**Assignment:**
Look below for the line containing "Provider-neutral capability contracts." and the line containing "Store a JSON"; repeat exactly those two lines and all lines between them, and nothing else.

**Collected data:**
◇ ◇ ◇ ◇ ◇ ◇ ◇

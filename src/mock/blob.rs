//! In-memory blob storage.

use std::collections::{BTreeMap, HashMap};

use async_trait::async_trait;
use tokio::sync::RwLock;

use super::not_found;
use crate::capability::{BlobStorage, Result};
use crate::validation::{validate_key, validate_name};

#[derive(Debug, Clone)]
struct StoredObject {
    data: Vec<u8>,
    content_type: String,
}

/// Buckets of objects held in memory.
#[derive(Default)]
pub struct MockBlobStorage {
    buckets: RwLock<HashMap<String, BTreeMap<String, StoredObject>>>,
}

impl MockBlobStorage {
    pub fn new() -> Self {
        Self::default()
    }

    /// Content type recorded for an object.
    pub async fn content_type(&self, bucket: &str, key: &str) -> Option<String> {
        self.buckets
            .read()
            .await
            .get(bucket)
            .and_then(|objects| objects.get(key))
            .map(|o| o.content_type.clone())
    }
}

#[async_trait]
impl BlobStorage for MockBlobStorage {
    async fn ensure_bucket(&self, bucket: &str) -> Result<()> {
        validate_name("bucket", bucket)?;
        self.buckets
            .write()
            .await
            .entry(bucket.to_string())
            .or_default();
        Ok(())
    }

    async fn delete_bucket(&self, bucket: &str) -> Result<()> {
        validate_name("bucket", bucket)?;
        self.buckets.write().await.remove(bucket);
        Ok(())
    }

    async fn put_object(
        &self,
        bucket: &str,
        key: &str,
        data: Vec<u8>,
        content_type: &str,
    ) -> Result<()> {
        validate_name("bucket", bucket)?;
        validate_key("key", key)?;

        let mut buckets = self.buckets.write().await;
        let objects = buckets
            .get_mut(bucket)
            .ok_or_else(|| not_found("put_object", bucket))?;
        objects.insert(
            key.to_string(),
            StoredObject {
                data,
                content_type: content_type.to_string(),
            },
        );
        Ok(())
    }

    async fn get_object(&self, bucket: &str, key: &str) -> Result<Option<Vec<u8>>> {
        validate_name("bucket", bucket)?;
        validate_key("key", key)?;
        Ok(self
            .buckets
            .read()
            .await
            .get(bucket)
            .and_then(|objects| objects.get(key))
            .map(|o| o.data.clone()))
    }

    async fn delete_object(&self, bucket: &str, key: &str) -> Result<()> {
        validate_name("bucket", bucket)?;
        validate_key("key", key)?;
        if let Some(objects) = self.buckets.write().await.get_mut(bucket) {
            objects.remove(key);
        }
        Ok(())
    }

    async fn list_keys(&self, bucket: &str, prefix: Option<&str>) -> Result<Vec<String>> {
        validate_name("bucket", bucket)?;
        let prefix = prefix.unwrap_or("");
        Ok(self
            .buckets
            .read()
            .await
            .get(bucket)
            .map(|objects| {
                objects
                    .keys()
                    .filter(|k| k.starts_with(prefix))
                    .cloned()
                    .collect()
            })
            .unwrap_or_default())
    }

    async fn exists(&self, bucket: &str, key: &str) -> Result<bool> {
        validate_name("bucket", bucket)?;
        validate_key("key", key)?;
        Ok(self
            .buckets
            .read()
            .await
            .get(bucket)
            .is_some_and(|objects| objects.contains_key(key)))
    }
}
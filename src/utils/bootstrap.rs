//! Bootstrap utilities for test binaries.
//!
//! Shared initialization code for the contract and integration suites.

use tracing_subscriber::{layer::SubscriberExt, util::SubscriberInitExt};

use crate::config::LOG_ENV_VAR;

/// Initialize tracing with the CLOUD_TESTKIT_LOG environment variable.
///
/// Defaults to "info" level if CLOUD_TESTKIT_LOG is not set. Safe to call
/// from every test: only the first call installs a subscriber.
pub fn init_tracing() {
    let _ = tracing_subscriber::registry()
        .with(
            tracing_subscriber::EnvFilter::try_from_env(LOG_ENV_VAR)
                .unwrap_or_else(|_| tracing_subscriber::EnvFilter::new("info")),
        )
        .with(tracing_subscriber::fmt::layer().with_test_writer())
        .try_init();
}
//! Provider-neutral capability contracts.
//!
//! Four families: [`BlobStorage`], [`Queue`], [`PubSub`] and [`NoSqlTable`].
//! Each provider supplies one implementation per family, handed out by a
//! [`CloudAdapter`](crate::adapter::CloudAdapter) as `Arc<dyn Trait>`.
//!
//! Shared rules for every implementation:
//! - Blank identifiers fail with [`CapabilityError::InvalidArgument`] before
//!   any provider call.
//! - Provider "not found" is never raised: reads return `None` or an empty
//!   list, deletes are no-ops, `ensure_*` creates.
//! - Any other provider failure propagates with operation, resource and
//!   provider code attached.

use std::time::Duration;

use async_trait::async_trait;

mod error;
mod item;

pub use error::{CapabilityError, ErrorKind, Result};
pub use item::{item, AttrValue, Item};

/// Default wait for [`Queue::receive`] and [`PubSub::receive`]: a single
/// non-blocking poll.
pub const DEFAULT_RECEIVE_TIMEOUT: Duration = Duration::ZERO;

/// Object storage: buckets of byte blobs addressed by key.
#[async_trait]
pub trait BlobStorage: Send + Sync {
    /// Create the bucket if it does not exist.
    async fn ensure_bucket(&self, bucket: &str) -> Result<()>;

    /// Delete every object, then the bucket. No-op if the bucket is absent.
    async fn delete_bucket(&self, bucket: &str) -> Result<()>;

    /// Store `data` under `key`, overwriting any previous object.
    async fn put_object(
        &self,
        bucket: &str,
        key: &str,
        data: Vec<u8>,
        content_type: &str,
    ) -> Result<()>;

    /// Object bytes, or `None` if the bucket or key does not exist.
    async fn get_object(&self, bucket: &str, key: &str) -> Result<Option<Vec<u8>>>;

    async fn delete_object(&self, bucket: &str, key: &str) -> Result<()>;

    /// All keys under `prefix` (all keys when `None` or empty).
    async fn list_keys(&self, bucket: &str, prefix: Option<&str>) -> Result<Vec<String>>;

    async fn exists(&self, bucket: &str, key: &str) -> Result<bool>;

    /// Store a JSON document with `application/json` content type.
    async fn put_json(&self, bucket: &str, key: &str, json: &str) -> Result<()> {
        self.put_object(bucket, key, json.as_bytes().to_vec(), "application/json")
            .await
    }

    /// Object decoded as UTF-8 (lossy), or `None` if absent.
    async fn get_string(&self, bucket: &str, key: &str) -> Result<Option<String>> {
        Ok(self
            .get_object(bucket, key)
            .await?
            .map(|bytes| String::from_utf8_lossy(&bytes).into_owned()))
    }
}

/// Point-to-point queue with delete-on-receive consumption.
#[async_trait]
pub trait Queue: Send + Sync {
    async fn ensure_queue(&self, queue: &str) -> Result<()>;

    /// No-op if the queue is absent.
    async fn delete_queue(&self, queue: &str) -> Result<()>;

    async fn send(&self, queue: &str, body: &str) -> Result<()>;

    /// One non-blocking poll.
    async fn receive(&self, queue: &str) -> Result<Option<String>> {
        self.receive_timeout(queue, DEFAULT_RECEIVE_TIMEOUT).await
    }

    /// Wait up to `timeout` for one message. The message is deleted before
    /// its body is returned.
    async fn receive_timeout(&self, queue: &str, timeout: Duration) -> Result<Option<String>>;
}

/// Topics fanning out to queue subscriptions.
#[async_trait]
pub trait PubSub: Send + Sync {
    async fn ensure_topic(&self, topic: &str) -> Result<()>;

    /// No-op if the topic is absent.
    async fn delete_topic(&self, topic: &str) -> Result<()>;

    /// Deliver messages published to `topic` into `queue`, creating either
    /// when missing. Safe to repeat.
    async fn ensure_subscription(&self, topic: &str, queue: &str) -> Result<()>;

    async fn publish(&self, topic: &str, body: &str) -> Result<()>;

    /// Receive from a subscribed queue; same semantics as [`Queue::receive`].
    async fn receive(&self, queue: &str) -> Result<Option<String>> {
        self.receive_timeout(queue, DEFAULT_RECEIVE_TIMEOUT).await
    }

    async fn receive_timeout(&self, queue: &str, timeout: Duration) -> Result<Option<String>>;
}

/// Key-value/document tables with a partition key and optional sort key.
#[async_trait]
pub trait NoSqlTable: Send + Sync {
    /// Create the table if absent and wait until it is usable.
    ///
    /// For an existing table the live key schema wins over the arguments.
    async fn ensure_table(
        &self,
        table: &str,
        partition_key: &str,
        sort_key: Option<&str>,
    ) -> Result<()>;

    async fn delete_table(&self, table: &str) -> Result<()>;

    /// Write `item`, replacing any item with the same primary key.
    async fn put_item(&self, table: &str, item: &Item) -> Result<()>;

    async fn get_item(
        &self,
        table: &str,
        partition_value: &str,
        sort_value: Option<&str>,
    ) -> Result<Option<Item>>;

    async fn delete_item(
        &self,
        table: &str,
        partition_value: &str,
        sort_value: Option<&str>,
    ) -> Result<()>;

    /// Every item in the table, in no particular order.
    async fn scan(&self, table: &str) -> Result<Vec<Item>>;

    /// Every item whose partition key equals `partition_value`.
    async fn query(&self, table: &str, partition_value: &str) -> Result<Vec<Item>>;
}
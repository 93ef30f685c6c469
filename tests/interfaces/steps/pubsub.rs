//! PubSub contract step definitions.

use std::sync::Arc;
use std::time::Duration;

use cloud_testkit::capability::{CapabilityError, PubSub};
use cucumber::{given, then, when, World};

use crate::backend::{CloudBackend, CloudContext};

/// Test context for PubSub scenarios.
#[derive(Debug, World)]
#[world(init = Self::new)]
pub struct PubSubWorld {
    backend: CloudBackend,
    context: Option<CloudContext>,
    last_error: Option<CapabilityError>,
}

impl PubSubWorld {
    fn new() -> Self {
        Self {
            backend: CloudBackend::from_env(),
            context: None,
            last_error: None,
        }
    }

    fn context(&self) -> &CloudContext {
        self.context.as_ref().expect("Cloud context not initialized")
    }

    fn pubsub(&self) -> Arc<dyn PubSub> {
        self.context().pub_sub()
    }

    fn name(&self, logical: &str) -> String {
        self.context().name(logical)
    }

    fn record(&mut self, result: Result<(), CapabilityError>) {
        if let Err(e) = result {
            self.last_error = Some(e);
        }
    }

    async fn receive_within(&self, queue: &str, seconds: u64) -> Option<String> {
        let queue = self.name(queue);
        self.pubsub()
            .receive_timeout(&queue, Duration::from_secs(seconds))
            .await
            .expect("Failed to receive")
    }
}

// --- Background ---

#[given("a PubSub backend")]
async fn given_pubsub_backend(world: &mut PubSubWorld) {
    println!("Using backend: {}", world.backend.name());
    world.context = Some(CloudContext::new(world.backend));
}

// --- Given steps ---

#[given(expr = "topic {string} exists")]
async fn given_topic_exists(world: &mut PubSubWorld, topic: String) {
    let topic = world.name(&topic);
    world
        .pubsub()
        .ensure_topic(&topic)
        .await
        .expect("Failed to ensure topic");
}

#[given(expr = "queue {string} is subscribed to topic {string}")]
async fn given_subscription(world: &mut PubSubWorld, queue: String, topic: String) {
    let queue = world.name(&queue);
    let topic = world.name(&topic);
    world
        .pubsub()
        .ensure_subscription(&topic, &queue)
        .await
        .expect("Failed to subscribe queue");
}

// --- When steps ---

#[when(expr = "I publish {string} to topic {string}")]
async fn when_publish(world: &mut PubSubWorld, body: String, topic: String) {
    let topic = world.name(&topic);
    let result = world.pubsub().publish(&topic, &body).await;
    world.record(result);
}

#[when(expr = "I ensure topic {string} twice")]
async fn when_ensure_twice(world: &mut PubSubWorld, topic: String) {
    let topic = world.name(&topic);
    let pubsub = world.pubsub();
    for _ in 0..2 {
        let result = pubsub.ensure_topic(&topic).await;
        world.record(result);
    }
}

#[when(expr = "I delete topic {string} twice")]
async fn when_delete_twice(world: &mut PubSubWorld, topic: String) {
    let topic = world.name(&topic);
    let pubsub = world.pubsub();
    for _ in 0..2 {
        let result = pubsub.delete_topic(&topic).await;
        world.record(result);
    }
}

// --- Then steps ---

#[then("no error occurred")]
async fn then_no_error(world: &mut PubSubWorld) {
    assert!(
        world.last_error.is_none(),
        "Unexpected error: {:?}",
        world.last_error
    );
}

#[then("an invalid argument error occurred")]
async fn then_invalid_argument(world: &mut PubSubWorld) {
    assert!(
        matches!(world.last_error, Some(CapabilityError::InvalidArgument(_))),
        "Expected invalid argument, got {:?}",
        world.last_error
    );
}

#[then(expr = "receiving from subscription queue {string} within {int} seconds yields {string}")]
async fn then_receive_body(world: &mut PubSubWorld, queue: String, seconds: u64, body: String) {
    let received = world.receive_within(&queue, seconds).await;
    assert_eq!(received.as_deref(), Some(body.as_str()));
}

#[then(expr = "receiving from subscription queue {string} within {int} seconds yields nothing")]
async fn then_receive_nothing(world: &mut PubSubWorld, queue: String, seconds: u64) {
    let received = world.receive_within(&queue, seconds).await;
    assert!(received.is_none(), "Unexpected message: {:?}", received);
}

#[then(expr = "receiving twice from subscription queue {string} yields {string} and {string}")]
async fn then_receive_two(world: &mut PubSubWorld, queue: String, first: String, second: String) {
    let mut received = Vec::new();
    for _ in 0..2 {
        received.push(
            world
                .receive_within(&queue, 5)
                .await
                .expect("Expected a message"),
        );
    }
    received.sort();

    let mut expected = vec![first, second];
    expected.sort();
    assert_eq!(received, expected);
}
//! Provider-neutral attribute values for NoSQL items.
//!
//! An [`Item`] maps attribute names to [`AttrValue`]s. Providers convert
//! to and from their native attribute formats; values that have no native
//! counterpart are coerced to strings.

use std::collections::BTreeMap;

use serde::{Deserialize, Serialize};

/// A NoSQL item: attribute name to value.
pub type Item = BTreeMap<String, AttrValue>;

/// A single attribute value.
#[derive(Debug, Clone, PartialEq, Serialize, Deserialize)]
#[serde(untagged)]
pub enum AttrValue {
    Null,
    Bool(bool),
    Int(i32),
    Long(i64),
    Float(f64),
    String(String),
    Binary(Vec<u8>),
    List(Vec<AttrValue>),
    Map(BTreeMap<String, AttrValue>),
}

impl AttrValue {
    pub fn as_str(&self) -> Option<&str> {
        match self {
            AttrValue::String(s) => Some(s),
            _ => None,
        }
    }

    /// Integral value, widening `Int` to `i64`.
    pub fn as_i64(&self) -> Option<i64> {
        match self {
            AttrValue::Int(v) => Some(i64::from(*v)),
            AttrValue::Long(v) => Some(*v),
            _ => None,
        }
    }

    /// Numeric value of any kind as `f64`.
    pub fn as_f64(&self) -> Option<f64> {
        match self {
            AttrValue::Int(v) => Some(f64::from(*v)),
            AttrValue::Long(v) => Some(*v as f64),
            AttrValue::Float(v) => Some(*v),
            _ => None,
        }
    }

    pub fn as_bool(&self) -> Option<bool> {
        match self {
            AttrValue::Bool(b) => Some(*b),
            _ => None,
        }
    }

    pub fn is_null(&self) -> bool {
        matches!(self, AttrValue::Null)
    }

    /// Textual form used for key attributes and string coercion.
    pub fn to_key_string(&self) -> String {
        match self {
            AttrValue::Null => String::new(),
            AttrValue::Bool(b) => b.to_string(),
            AttrValue::Int(v) => v.to_string(),
            AttrValue::Long(v) => v.to_string(),
            AttrValue::Float(v) => v.to_string(),
            AttrValue::String(s) => s.clone(),
            AttrValue::Binary(b) => String::from_utf8_lossy(b).into_owned(),
            AttrValue::List(_) | AttrValue::Map(_) => {
                serde_json::to_string(self).unwrap_or_default()
            }
        }
    }
}

impl From<&str> for AttrValue {
    fn from(v: &str) -> Self {
        AttrValue::String(v.to_string())
    }
}

impl From<String> for AttrValue {
    fn from(v: String) -> Self {
        AttrValue::String(v)
    }
}

impl From<bool> for AttrValue {
    fn from(v: bool) -> Self {
        AttrValue::Bool(v)
    }
}

impl From<i32> for AttrValue {
    fn from(v: i32) -> Self {
        AttrValue::Int(v)
    }
}

impl From<i64> for AttrValue {
    fn from(v: i64) -> Self {
        AttrValue::Long(v)
    }
}

impl From<f64> for AttrValue {
    fn from(v: f64) -> Self {
        AttrValue::Float(v)
    }
}

impl From<Vec<u8>> for AttrValue {
    fn from(v: Vec<u8>) -> Self {
        AttrValue::Binary(v)
    }
}

impl From<Vec<AttrValue>> for AttrValue {
    fn from(v: Vec<AttrValue>) -> Self {
        AttrValue::List(v)
    }
}

impl From<BTreeMap<String, AttrValue>> for AttrValue {
    fn from(v: BTreeMap<String, AttrValue>) -> Self {
        AttrValue::Map(v)
    }
}

impl From<serde_json::Value> for AttrValue {
    fn from(v: serde_json::Value) -> Self {
        use serde_json::Value;
        match v {
            Value::Null => AttrValue::Null,
            Value::Bool(b) => AttrValue::Bool(b),
            Value::Number(n) => {
                if let Some(i) = n.as_i64() {
                    match i32::try_from(i) {
                        Ok(small) => AttrValue::Int(small),
                        Err(_) => AttrValue::Long(i),
                    }
                } else if let Some(f) = n.as_f64() {
                    AttrValue::Float(f)
                } else {
                    // u64 above i64::MAX
                    AttrValue::String(n.to_string())
                }
            }
            Value::String(s) => AttrValue::String(s),
            Value::Array(items) => AttrValue::List(items.into_iter().map(Into::into).collect()),
            Value::Object(map) => {
                AttrValue::Map(map.into_iter().map(|(k, v)| (k, v.into())).collect())
            }
        }
    }
}

/// Build an [`Item`] from `(name, value)` pairs.
pub fn item<K, V, I>(pairs: I) -> Item
where
    K: Into<String>,
    V: Into<AttrValue>,
    I: IntoIterator<Item = (K, V)>,
{
    pairs
        .into_iter()
        .map(|(k, v)| (k.into(), v.into()))
        .collect()
}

◇ ◇ ◇ ◇ ◇ ◇ ◇

**Completed task:**
//! Provider-neutral capability contracts.
//!
//! Four families: [`BlobStorage`], [`Queue`], [`PubSub`] and [`NoSqlTable`].
//! Each provider supplies one implementation per family, handed out by a
//! [`CloudAdapter`](crate::adapter::CloudAdapter) as `Arc<dyn Trait>`.
//!
//! Shared rules for every implementation:
//! - Blank identifiers fail with [`CapabilityError::InvalidArgument`] before
//!   any provider call.
//! - Provider "not found" is never raised: reads return `None` or an empty
//!   list, deletes are no-ops, `ensure_*` creates.
//! - Any other provider failure propagates with operation, resource and
//!   provider code attached.

use std::time::Duration;

use async_trait::async_trait;

mod error;
mod item;

pub use error::{CapabilityError, ErrorKind, Result};
pub use item::{item, AttrValue, Item};

/// Default wait for [`Queue::receive`] and [`PubSub::receive`]: a single
/// non-blocking poll.
pub const DEFAULT_RECEIVE_TIMEOUT: Duration = Duration::ZERO;

/// Object storage: buckets of byte blobs addressed by key.
#[async_trait]
pub trait BlobStorage: Send + Sync {
    /// Create the bucket if it does not exist.
    async fn ensure_bucket(&self, bucket: &str) -> Result<()>;

    /// Delete every object, then the bucket. No-op if the bucket is absent.
    async fn delete_bucket(&self, bucket: &str) -> Result<()>;

    /// Store `data` under `key`, overwriting any previous object.
    async fn put_object(
        &self,
        bucket: &str,
        key: &str,
        data: Vec<u8>,
        content_type: &str,
    ) -> Result<()>;

    /// Object bytes, or `None` if the bucket or key does not exist.
    async fn get_object(&self, bucket: &str, key: &str) -> Result<Option<Vec<u8>>>;

    async fn delete_object(&self, bucket: &str, key: &str) -> Result<()>;

    /// All keys under `prefix` (all keys when `None` or empty).
    async fn list_keys(&self, bucket: &str, prefix: Option<&str>) -> Result<Vec<String>>;

    async fn exists(&self, bucket: &str, key: &str) -> Result<bool>;

    /// Store a JSON document with `application/json` content type.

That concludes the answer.